Of these, 15 had bowel symptoms only (IBS-only) and 16 had both lower and upper dyspeptic symptoms (IBS+D). In addition, 23 healthy women served as controls.
The team evaluated subjective sleep quality, insomnia symptoms, alertness, state anxiety, perceived daytime stress, and daytime and nighttime GI symptoms over 4 consecutive days.
|Significant proportion of patients report nighttime GI symptoms.|
|American Journal of Gastroenterology|
On night 4, subjects underwent polysomnographic (PSG) monitoring for an objective assessment of sleep quality including microarousals and respiratory parameters.

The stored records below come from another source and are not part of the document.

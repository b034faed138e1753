//! Name-map and call-map construction.
//!
//! The name map collects every function identifier across all translation
//! units with its position, bodies, and extracted actions; the call map
//! replaces bodies with lowered call sequences. Static-name
//! disambiguation happens here: each unit carries the set of names it
//! defines as file-local, and every identifier that becomes a [`FunId`] —
//! defining occurrence or call site — goes through the rename.

use std::collections::HashSet;

use indexmap::IndexMap;
use lang_c::ast::{
    DeclarationSpecifier, Declarator, DeclaratorKind, DerivedDeclarator, ExternalDeclaration,
    FunctionDefinition, StorageClassSpecifier, TranslationUnit,
};
use lang_c::span::Node;
use thiserror::Error;

use ward_core::{ActionSet, Entry, Pos};

use crate::extract;
use crate::ident::FunId;
use crate::lower::Lowerer;
use crate::source_map::SourceMap;
use crate::tree::CallSeq;

/// Two differing bodies for the same function identifier.
#[derive(Debug, Clone, Error)]
#[error("multiple definitions of function '{name}'")]
pub struct MultipleDefinitionsError {
    pub name: String,
}

/// One parsed translation unit, ready for map construction.
pub struct ParsedUnit {
    pub path: String,
    pub unit: TranslationUnit,
    pub source_map: SourceMap,
    /// Function names this unit defines or declares `static`.
    pub statics: HashSet<String>,
}

impl ParsedUnit {
    /// `source` is the preprocessed text the unit was parsed from; it
    /// feeds the span-to-position source map.
    pub fn new(path: impl Into<String>, unit: TranslationUnit, source: &str) -> Self {
        let path = path.into();
        let source_map = SourceMap::new(&path, source);
        let statics = collect_statics(&unit);
        Self {
            path,
            unit,
            source_map,
            statics,
        }
    }
}

/// One function in the name map.
struct NameEntry<'a> {
    pos: Pos,
    /// Every declaration and definition site seen for this function.
    positions: Vec<Pos>,
    /// All definition bodies seen, with the unit that owns each.
    bodies: Vec<(&'a Node<FunctionDefinition>, usize)>,
    actions: ActionSet,
}

/// One function in the call map.
#[derive(Debug, Clone, PartialEq, Eq)]
pub struct CallMapEntry {
    /// Canonical position: the definition's when there is one.
    pub pos: Pos,
    /// Every declaration and definition site. Enforcement path rules
    /// match against all of them, so `enforce "public.h"` catches a
    /// function whose prototype lives in the header and whose body does
    /// not.
    pub positions: Vec<Pos>,
    /// Lowered body; `None` for declarations without a definition.
    pub body: Option<CallSeq>,
    pub actions: ActionSet,
}

/// The whole-program call map.
pub type CallMap = IndexMap<FunId, CallMapEntry>;

/// Build the merged call map for a set of translation units.
///
/// Returns the map and the structural warnings gathered along the way
/// (malformed attributes, indirect calls).
pub fn build_call_map(
    units: &[ParsedUnit],
) -> Result<(CallMap, Vec<Entry>), MultipleDefinitionsError> {
    let mut warnings = Vec::new();
    let name_map = build_name_map(units, &mut warnings);

    let mut call_map = CallMap::new();
    for (id, entry) in name_map {
        let mut body: Option<CallSeq> = None;
        for (definition, unit_idx) in entry.bodies {
            let unit = &units[unit_idx];
            let mut lowerer = Lowerer::new(
                &unit.path,
                &unit.source_map,
                &unit.statics,
                &mut warnings,
            );
            let lowered = lowerer.lower_body(&definition.node.statement);
            match &body {
                None => body = Some(lowered),
                Some(previous) if *previous == lowered => {}
                Some(_) => {
                    return Err(MultipleDefinitionsError {
                        name: id.name.clone(),
                    })
                }
            }
        }
        call_map.insert(
            id,
            CallMapEntry {
                pos: entry.pos,
                positions: entry.positions,
                body,
                actions: entry.actions,
            },
        );
    }
    Ok((call_map, warnings))
}

/// Merge another call map (e.g. a graph-file unit) into `map`.
pub fn merge_call_map(map: &mut CallMap, other: CallMap) -> Result<(), MultipleDefinitionsError> {
    for (id, incoming) in other {
        match map.entry(id) {
            indexmap::map::Entry::Vacant(slot) => {
                slot.insert(incoming);
            }
            indexmap::map::Entry::Occupied(mut slot) => {
                let existing = slot.get_mut();
                existing.actions.extend(&incoming.actions);
                existing.positions.extend(incoming.positions);
                match (&existing.body, incoming.body) {
                    (_, None) => {}
                    (None, Some(body)) => {
                        existing.body = Some(body);
                        existing.pos = incoming.pos;
                    }
                    (Some(previous), Some(body)) if *previous == body => {}
                    (Some(_), Some(_)) => {
                        return Err(MultipleDefinitionsError {
                            name: slot.key().name.clone(),
                        })
                    }
                }
            }
        }
    }
    Ok(())
}

fn build_name_map<'a>(
    units: &'a [ParsedUnit],
    warnings: &mut Vec<Entry>,
) -> IndexMap<FunId, NameEntry<'a>> {
    let mut map: IndexMap<FunId, NameEntry<'a>> = IndexMap::new();

    for (unit_idx, unit) in units.iter().enumerate() {
        for external in &unit.unit.0 {
            match &external.node {
                ExternalDeclaration::Declaration(decl) => {
                    let actions =
                        extract::actions_of_declaration(&decl.node, &unit.source_map, warnings);
                    for init in &decl.node.declarators {
                        let declarator = &init.node.declarator;
                        if !is_function_declarator(&declarator.node) {
                            continue;
                        }
                        let Some(name) = declarator_name(&declarator.node) else {
                            continue;
                        };
                        let id = unit_fun_id(unit, name, &unit.source_map, declarator.span.start);
                        upsert(&mut map, id, None, &actions);
                    }
                }
                ExternalDeclaration::FunctionDefinition(definition) => {
                    let actions = extract::actions_of_definition(
                        &definition.node,
                        &unit.source_map,
                        warnings,
                    );
                    let declarator = &definition.node.declarator;
                    let Some(name) = declarator_name(&declarator.node) else {
                        continue;
                    };
                    let id = unit_fun_id(unit, name, &unit.source_map, declarator.span.start);
                    upsert(&mut map, id, Some((definition, unit_idx)), &actions);
                }
                _ => {}
            }
        }
    }
    map
}

fn unit_fun_id(unit: &ParsedUnit, name: &str, map: &SourceMap, offset: usize) -> FunId {
    let pos = map.resolve(offset);
    if unit.statics.contains(name) {
        FunId::file_local(&unit.path, name, pos)
    } else {
        FunId::new(name, pos)
    }
}

fn upsert<'a>(
    map: &mut IndexMap<FunId, NameEntry<'a>>,
    id: FunId,
    body: Option<(&'a Node<FunctionDefinition>, usize)>,
    actions: &ActionSet,
) {
    let pos = id.pos.clone();
    match map.entry(id) {
        indexmap::map::Entry::Vacant(slot) => {
            let mut entry = NameEntry {
                pos: pos.clone(),
                positions: vec![pos],
                bodies: Vec::new(),
                actions: actions.clone(),
            };
            if let Some(body) = body {
                entry.bodies.push(body);
            }
            slot.insert(entry);
        }
        indexmap::map::Entry::Occupied(mut slot) => {
            let entry = slot.get_mut();
            entry.actions.extend(actions);
            entry.positions.push(pos.clone());
            if let Some(body) = body {
                // The definition's position wins over a prototype's.
                if entry.bodies.is_empty() {
                    entry.pos = pos;
                }
                entry.bodies.push(body);
            }
        }
    }
}

/// Names this unit declares or defines with `static` storage class.
fn collect_statics(unit: &TranslationUnit) -> HashSet<String> {
    let mut statics = HashSet::new();
    for external in &unit.0 {
        match &external.node {
            ExternalDeclaration::FunctionDefinition(definition) => {
                if is_static(&definition.node.specifiers) {
                    if let Some(name) = declarator_name(&definition.node.declarator.node) {
                        statics.insert(name.to_string());
                    }
                }
            }
            ExternalDeclaration::Declaration(decl) => {
                if is_static(&decl.node.specifiers) {
                    for init in &decl.node.declarators {
                        let declarator = &init.node.declarator.node;
                        if is_function_declarator(declarator) {
                            if let Some(name) = declarator_name(declarator) {
                                statics.insert(name.to_string());
                            }
                        }
                    }
                }
            }
            _ => {}
        }
    }
    statics
}

fn is_static(specifiers: &[Node<DeclarationSpecifier>]) -> bool {
    specifiers.iter().any(|specifier| {
        matches!(
            &specifier.node,
            DeclarationSpecifier::StorageClass(storage)
                if storage.node == StorageClassSpecifier::Static
        )
    })
}

/// The identifier a declarator binds, if any.
pub fn declarator_name(declarator: &Declarator) -> Option<&str> {
    match &declarator.kind.node {
        DeclaratorKind::Identifier(id) => Some(&id.node.name),
        DeclaratorKind::Declarator(inner) => declarator_name(&inner.node),
        DeclaratorKind::Abstract => None,
    }
}

/// Whether a declarator declares a function (not a function pointer: a
/// parenthesized inner declarator owns the identifier there).
fn is_function_declarator(declarator: &Declarator) -> bool {
    match &declarator.kind.node {
        DeclaratorKind::Identifier(_) => declarator.derived.iter().any(|derived| {
            matches!(
                derived.node,
                DerivedDeclarator::Function(_) | DerivedDeclarator::KRFunction(_)
            )
        }),
        DeclaratorKind::Declarator(inner) => is_function_declarator(&inner.node),
        DeclaratorKind::Abstract => false,
    }
}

In addition, saliva samples were collected for cortisol analyses each morning and evening across the 4 days of the study. Any psychological disturbances were assessed using these samples.
The researchers found that patients reported significantly more dissatisfaction with their sleep quality and increased daytime fatigue, as a result of both insomnia-type symptomatology and non-restful sleep.
These complaints were significantly greater in IBS+D compared to IBS-only for some measures.
Furthermore, a significant proportion of patients, particularly IBS+D patients, reported nighttime GI symptoms.
The team also found that patients reported significantly greater average anxiety across the 4 days. This was greatest in IBS+D group.
Both patient subgroups showed normal levels and circadian changes in cortisol compared to controls. However, the IBS+D group had significantly increased morning salivary cortisol levels than the IBS-only group.
PSG data showed no significant differences between the patient groups and controls.
Whereas, significant correlations were found between psychological distress and retrospective subjective sleep complaints for patients.
Dr Sigrid Elsenbruch's team concluded, "This study confirms the importance of sleep complaints and nighttime GI symptoms in women with IBS that are not substantiated by any objective, physiological evidence.
"Rather, there is a reporting bias regarding sleep disturbances, which appears to be related to symptom severity and psychological disturbances".